Nesse contexto, numa administração Bolsonaro, o Palácio do Planalto lançaria mão de outro trunfo para negociar com o Parlamento. Em vez de dialogar com dirigentes e líderes partidários, a interlocução se daria diretamente com as frentes parlamentares, de acordo com o assunto em pauta.
Essas frentes parlamentares são grupos suprapartidários que reúnem deputados e senadores interessados em determinados temas. Além de manterem contato com empresas e associações dos mais diversos setores, esses deputados e senadores possuem pontes com os vários escalões da máquina pública federal. São peças-chave na tramitação de projetos e devem ganhar importância num eventual governo Bolsonaro.
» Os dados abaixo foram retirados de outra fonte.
//! Handlers for `/suppliers` endpoints.

use std::sync::Arc;

use axum::{
  Json,
  extract::{Path, State},
  http::StatusCode,
  response::IntoResponse,
};
use serde_json::json;
use sitepay_core::{
  store::ProcurementStore,
  supplier::{NewSupplier, Supplier},
};

use crate::error::{ApiError, check};

/// `GET /suppliers`
pub async fn list<S>(
  State(store): State<Arc<S>>,
) -> Result<Json<Vec<Supplier>>, ApiError>
where
  S: ProcurementStore,
{
  let suppliers = store.list_suppliers().await.map_err(ApiError::store)?;
  Ok(Json(suppliers))
}

/// `POST /suppliers`
pub async fn create<S>(
  State(store): State<Arc<S>>,
  Json(body): Json<NewSupplier>,
) -> Result<impl IntoResponse, ApiError>
where
  S: ProcurementStore,
{
  check(&body)?;
  let supplier = store.add_supplier(body).await.map_err(ApiError::store)?;
  Ok((StatusCode::CREATED, Json(supplier)))
}

/// `GET /suppliers/:id`
pub async fn get_one<S>(
  State(store): State<Arc<S>>,
  Path(id): Path<i64>,
) -> Result<Json<Supplier>, ApiError>
where
  S: ProcurementStore,
{
  let supplier = store
    .get_supplier(id)
    .await
    .map_err(ApiError::store)?
    .ok_or_else(|| ApiError::NotFound(format!("supplier {id} not found")))?;
  Ok(Json(supplier))
}

/// `PUT /suppliers/:id`
pub async fn update<S>(
  State(store): State<Arc<S>>,
  Path(id): Path<i64>,
  Json(body): Json<NewSupplier>,
) -> Result<Json<Supplier>, ApiError>
where
  S: ProcurementStore,
{
  check(&body)?;
  let supplier = store
    .update_supplier(id, body)
    .await
    .map_err(ApiError::store)?
    .ok_or_else(|| ApiError::NotFound(format!("supplier {id} not found")))?;
  Ok(Json(supplier))
}

/// `DELETE /suppliers/:id`
pub async fn delete_one<S>(
  State(store): State<Arc<S>>,
  Path(id): Path<i64>,
) -> Result<impl IntoResponse, ApiError>
where
  S: ProcurementStore,
{
  let deleted = store.delete_supplier(id).await.map_err(ApiError::from_store(
    "cannot delete this supplier: requests still reference it",
  ))?;
  if !deleted {
    return Err(ApiError::NotFound(format!("supplier {id} not found")));
  }
  Ok(Json(json!({ "message": "supplier deleted" })))
}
Hoje, há mais de 300 frentes parlamentares inscritas na atual legislatura. Algumas delas são mais ativas do que outras, mas o candidato do PSL já obteve o apoio de algumas das mais importantes do Congresso: a bancada favorável à flexibilização do estatuto do desarmamento, mais conhecida como a bancada da bala, a do agronegócio e a evangélica.
A ascensão de Bolsonaro se deve, em grande parte, pela crise dos grandes partidos políticos. Um efeito colateral de sua vitória pode ser um enfraquecimento ainda maior dessas siglas.